Creo que eso es lo que distingue a las personas que se sienten llamadas a la profesión médica y las que lo hacen por dinero.
El estado de las enfermas era lamentable. Tenían tan infectado el cuerpo que muchas ni siquiera podían sentarse en una silla o echarse en una cama. Estaban suspendidas en hamacas. A primera vista eran unos seres patéticos y dolientes; pero eran seres humanos, y una vez que hablé con ellas descubrí que eran personas tremendamente amables, simpáticas y amorosas, que habían sido rechazadas por sus familias y por la sociedad. No tenían nada, por lo que sentí un deseo aún mayor de servirlas.
Después de extraerles las muestras de sangre me senté en las camas y estuve horas charlando con ellas acerca de sus vidas, las cosas que habían visto y experimentado y la existencia en general. Comprendí que tenían necesidades afectivas tan enormes como sus necesidades físicas.
Ansiaban amistad y compasión, cosa que yo podía ofrecerles, y ellas a su vez me abrieron el corazón de par en par. Fue un trueque justo que me preparó para cosas peores.
El 6 de junio de 1944 las tropas aliadas desembarcaron en Normandía, el Día D. Eso cambió el curso de la guerra y muy pronto notamos los efectos de la invasión en masa. Los refugiados entraron a raudales en Suiza. Llegaban en oleadas, día tras día, a cientos. Algunos entraban cojeando, otros arrastrándose y otros eran transportados. Algunos venían de muy lejos, de Francia. Algunos eran hombres ancianos y heridos. La mayoría eran mujeres y niños. Prácticamente de la noche a la mañana el hospital se llenó a rebosar con estas víctimas traumatizadas.
Eran conducidos directamente a la sala dermatológica, donde los metíamos en nuestra enorme bañera, los despiojábamos y desinfectábamos. Sin siquiera pedirle permiso a mi jefe, me puse a trabajar con los niños. Los rociaba con jabón líquido para curarles la sarna y los frotaba con un cepillo suave. Una vez que estaban vestidos con ropa recién lavada, les daba lo que a mi juicio necesitaban más, abrazos y palabras tranquilizadoras: «Todo irá bien.»
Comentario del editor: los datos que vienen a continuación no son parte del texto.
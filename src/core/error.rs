//! Typed error handling for the resource layer
//!
//! Every failure that can surface from the request pipeline is one of a
//! small set of kinds, each mapped to an HTTP status code. Handlers return
//! [`RestError`] directly; the [`IntoResponse`] impl renders the
//! `{"message": "<text>"}` envelope clients see.
//!
//! # Error Kinds
//!
//! - [`RestError::Validation`]: malformed or disallowed input (unknown
//!   operator, schema mismatch, unknown query key) → 400
//! - [`RestError::BadRequest`]: existence/uniqueness constraint violation → 400
//! - [`RestError::Unauthorized`]: missing or invalid principal → 401
//! - [`RestError::Forbidden`]: principal lacks access → 403
//! - [`RestError::NotFound`]: missing primary-key row → 404
//! - [`RestError::Internal`]: unexpected storage/runtime failure → 500,
//!   logged server-side, never detailed to the caller

use axum::Json;
use axum::http::StatusCode;
use axum::response::{IntoResponse, Response};
use serde::Serialize;
use std::fmt;

/// The error type for all request-pipeline failures
#[derive(Debug)]
pub enum RestError {
    /// Malformed or disallowed input
    Validation(String),

    /// Constraint violation (existence/uniqueness)
    BadRequest(String),

    /// Missing or invalid principal
    Unauthorized(String),

    /// Principal is not allowed to perform the action
    Forbidden,

    /// Primary-key lookup found no row
    NotFound,

    /// Unexpected storage or runtime failure. The inner detail is logged
    /// server-side and never sent to the caller.
    Internal(String),
}

impl fmt::Display for RestError {
    fn fmt(&self, f: &mut fmt::Formatter<'_>) -> fmt::Result {
        write!(f, "{}", self.message())
    }
}

impl std::error::Error for RestError {}

/// Error response envelope sent to clients
#[derive(Debug, Serialize)]
pub struct ErrorBody {
    pub message: String,
}

impl RestError {
    /// Get the HTTP status code for this error
    pub fn status_code(&self) -> StatusCode {
        match self {
            RestError::Validation(_) => StatusCode::BAD_REQUEST,
            RestError::BadRequest(_) => StatusCode::BAD_REQUEST,
            RestError::Unauthorized(_) => StatusCode::UNAUTHORIZED,
            RestError::Forbidden => StatusCode::FORBIDDEN,
            RestError::NotFound => StatusCode::NOT_FOUND,
            RestError::Internal(_) => StatusCode::INTERNAL_SERVER_ERROR,
        }
    }

    /// The message exposed to the caller
    pub fn message(&self) -> String {
        match self {
            RestError::Validation(msg) => msg.clone(),
            RestError::BadRequest(msg) => msg.clone(),
            RestError::Unauthorized(msg) => msg.clone(),
            RestError::Forbidden => "Forbidden".to_string(),
            RestError::NotFound => "Not Found".to_string(),
            RestError::Internal(_) => "Internal Server Error".to_string(),
        }
    }
}

impl IntoResponse for RestError {
    fn into_response(self) -> Response {
        if let RestError::Internal(detail) = &self {
            tracing::error!(error = %detail, "internal error");
        }
        let status = self.status_code();
        let body = Json(ErrorBody {
            message: self.message(),
        });
        (status, body).into_response()
    }
}

impl From<crate::storage::StoreError> for RestError {
    fn from(err: crate::storage::StoreError) -> Self {
        RestError::Internal(err.to_string())
    }
}

/// A specialized Result type for request-pipeline operations
pub type RestResult<T> = Result<T, RestError>;
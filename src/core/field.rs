//! Field types and declarative per-field validation rules
//!
//! A [`FieldSchema`] declares what a single resource field looks like: its
//! base type plus validation rules. Schemas are built once at startup and
//! shared immutably; validation both checks a raw value and coerces it to
//! the declared type (URL query parameters always arrive as strings).

use chrono::{DateTime, NaiveDate, NaiveDateTime, Utc};
use regex::Regex;
use serde_json::{Number, Value};
use std::sync::OnceLock;

/// The declared base type of a field
#[derive(Debug, Clone, Copy, PartialEq, Eq)]
pub enum FieldType {
    Number,
    String,
    Date,
    Boolean,
}

impl FieldType {
    /// Lowercase name used in operator-compatibility error messages
    pub fn name(&self) -> &'static str {
        match self {
            FieldType::Number => "number",
            FieldType::String => "string",
            FieldType::Date => "date",
            FieldType::Boolean => "boolean",
        }
    }
}

/// Declared type and validation rules for a single field
///
/// Built fluently, in declaration order:
///
/// ```rust
/// use resourceful::core::field::FieldSchema;
///
/// let id = FieldSchema::number().integer().positive().required();
/// let email = FieldSchema::string().max_length(100).email().required();
/// ```
#[derive(Debug, Clone)]
pub struct FieldSchema {
    field_type: FieldType,
    required: bool,
    integer: bool,
    positive: bool,
    min: Option<f64>,
    max: Option<f64>,
    min_length: Option<usize>,
    max_length: Option<usize>,
    one_of: Option<Vec<String>>,
    email: bool,
}

impl FieldSchema {
    fn new(field_type: FieldType) -> Self {
        Self {
            field_type,
            required: false,
            integer: false,
            positive: false,
            min: None,
            max: None,
            min_length: None,
            max_length: None,
            one_of: None,
            email: false,
        }
    }

    pub fn number() -> Self {
        Self::new(FieldType::Number)
    }

    pub fn string() -> Self {
        Self::new(FieldType::String)
    }

    pub fn date() -> Self {
        Self::new(FieldType::Date)
    }

    pub fn boolean() -> Self {
        Self::new(FieldType::Boolean)
    }

    pub fn required(mut self) -> Self {
        self.required = true;
        self
    }

    pub fn integer(mut self) -> Self {
        self.integer = true;
        self
    }

    pub fn positive(mut self) -> Self {
        self.positive = true;
        self
    }

    pub fn min(mut self, min: f64) -> Self {
        self.min = Some(min);
        self
    }

    pub fn max(mut self, max: f64) -> Self {
        self.max = Some(max);
        self
    }

    pub fn min_length(mut self, len: usize) -> Self {
        self.min_length = Some(len);
        self
    }

    pub fn max_length(mut self, len: usize) -> Self {
        self.max_length = Some(len);
        self
    }

    /// Restrict string values to an allowed set
    pub fn one_of(mut self, allowed: &[&str]) -> Self {
        self.one_of = Some(allowed.iter().map(|s| s.to_string()).collect());
        self
    }

    pub fn email(mut self) -> Self {
        self.email = true;
        self
    }

    pub fn field_type(&self) -> FieldType {
        self.field_type
    }

    pub fn is_required(&self) -> bool {
        self.required
    }

    /// Validate a raw value against this schema, coercing it to the declared
    /// type. `label` names the field in error messages (e.g. `id`,
    /// `includes[0]`).
    ///
    /// Returns the normalized value on success, the first failing rule's
    /// message on failure.
    pub fn check(&self, label: &str, value: &Value) -> Result<Value, String> {
        match self.field_type {
            FieldType::Number => self.check_number(label, value),
            FieldType::String => self.check_string(label, value),
            FieldType::Date => self.check_date(label, value),
            FieldType::Boolean => self.check_boolean(label, value),
        }
    }

    fn check_number(&self, label: &str, value: &Value) -> Result<Value, String> {
        let num = match value {
            Value::Number(n) => n.as_f64(),
            Value::String(s) => s.trim().parse::<f64>().ok(),
            _ => None,
        };
        let num = num.ok_or_else(|| format!("\"{}\" must be a number", label))?;

        if self.integer && num.fract() != 0.0 {
            return Err(format!("\"{}\" must be an integer", label));
        }
        if self.positive && num <= 0.0 {
            return Err(format!("\"{}\" must be a positive number", label));
        }
        if let Some(min) = self.min {
            if num < min {
                return Err(format!(
                    "\"{}\" must be greater than or equal to {}",
                    label, min
                ));
            }
        }
        if let Some(max) = self.max {
            if num > max {
                return Err(format!(
                    "\"{}\" must be less than or equal to {}",
                    label, max
                ));
            }
        }

        // Integral values normalize to i64 so they serialize without a
        // trailing `.0`.
        if num.fract() == 0.0 && num.abs() < i64::MAX as f64 {
            Ok(Value::Number(Number::from(num as i64)))
        } else {
            Ok(Number::from_f64(num)
                .map(Value::Number)
                .unwrap_or(Value::Null))
        }
    }

    fn check_string(&self, label: &str, value: &Value) -> Result<Value, String> {
        let s = value
            .as_str()
            .ok_or_else(|| format!("\"{}\" must be a string", label))?;

        if let Some(min) = self.min_length {
            if s.chars().count() < min {
                return Err(format!(
                    "\"{}\" length must be at least {} characters long",
                    label, min
                ));
            }
        }
        if let Some(max) = self.max_length {
            if s.chars().count() > max {
                return Err(format!(
                    "\"{}\" length must be less than or equal to {} characters long",
                    label, max
                ));
            }
        }
        if let Some(allowed) = &self.one_of {
            if !allowed.iter().any(|a| a == s) {
                return Err(format!(
                    "\"{}\" must be one of [{}]",
                    label,
                    allowed.join(", ")
                ));
            }
        }
        if self.email && !is_valid_email(s) {
            return Err(format!("\"{}\" must be a valid email", label));
        }

        Ok(Value::String(s.to_string()))
    }

    fn check_date(&self, label: &str, value: &Value) -> Result<Value, String> {
        match value {
            Value::String(s) => parse_datetime(s)
                .map(|dt| Value::String(dt.to_rfc3339()))
                .ok_or_else(|| format!("\"{}\" must be a valid date", label)),
            // Millisecond timestamps are accepted too
            Value::Number(n) => n
                .as_i64()
                .and_then(DateTime::<Utc>::from_timestamp_millis)
                .map(|dt| Value::String(dt.to_rfc3339()))
                .ok_or_else(|| format!("\"{}\" must be a valid date", label)),
            _ => Err(format!("\"{}\" must be a valid date", label)),
        }
    }

    fn check_boolean(&self, label: &str, value: &Value) -> Result<Value, String> {
        match value {
            Value::Bool(b) => Ok(Value::Bool(*b)),
            Value::String(s) if s == "true" => Ok(Value::Bool(true)),
            Value::String(s) if s == "false" => Ok(Value::Bool(false)),
            _ => Err(format!("\"{}\" must be a boolean", label)),
        }
    }
}

/// Parse the date formats the layer accepts: RFC 3339, `YYYY-MM-DD` and
/// `YYYY-MM-DD HH:MM:SS` (both read as UTC).
pub fn parse_datetime(s: &str) -> Option<DateTime<Utc>> {
    if let Ok(dt) = DateTime::parse_from_rfc3339(s) {
        return Some(dt.with_timezone(&Utc));
    }
    if let Ok(d) = NaiveDate::parse_from_str(s, "%Y-%m-%d") {
        return Some(d.and_hms_opt(0, 0, 0)?.and_utc());
    }
    if let Ok(dt) = NaiveDateTime::parse_from_str(s, "%Y-%m-%d %H:%M:%S") {
        return Some(dt.and_utc());
    }
    None
}

fn is_valid_email(email: &str) -> bool {
    static EMAIL_REGEX: OnceLock<Regex> = OnceLock::new();
    let regex = EMAIL_REGEX
        .get_or_init(|| Regex::new(r"^[a-zA-Z0-9._%+-]+@[a-zA-Z0-9.-]+\.[a-zA-Z]{2,}$").unwrap());
    regex.is_match(email)
}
Eso continuó sin parar durante tres semanas. Yo me absorbí totalmente en el trabajo y me olvidé de mi bienestar, cuando otros estaban tan mal. De pronto caía en la cuenta de que tenía que comer. ¿Dormir? ¿Quién tenía tiempo? Llegaba a casa pasada la medianoche y al día siguiente volvía a salir al alba. Estaba tan concentrada en los niños sufrientes y asustados, tan alejada de las actividades normales diarias, tan inmersa en responsabilidades distintas a aquellas para las que me habían contratado, que pasaron días sin que me diera cuenta de algo que tendría que haber sido una noticia importantísima: mi jefe, el doctor Zehnder, se había marchado y su puesto estaba ocupado por el doctor Abraham Weitz.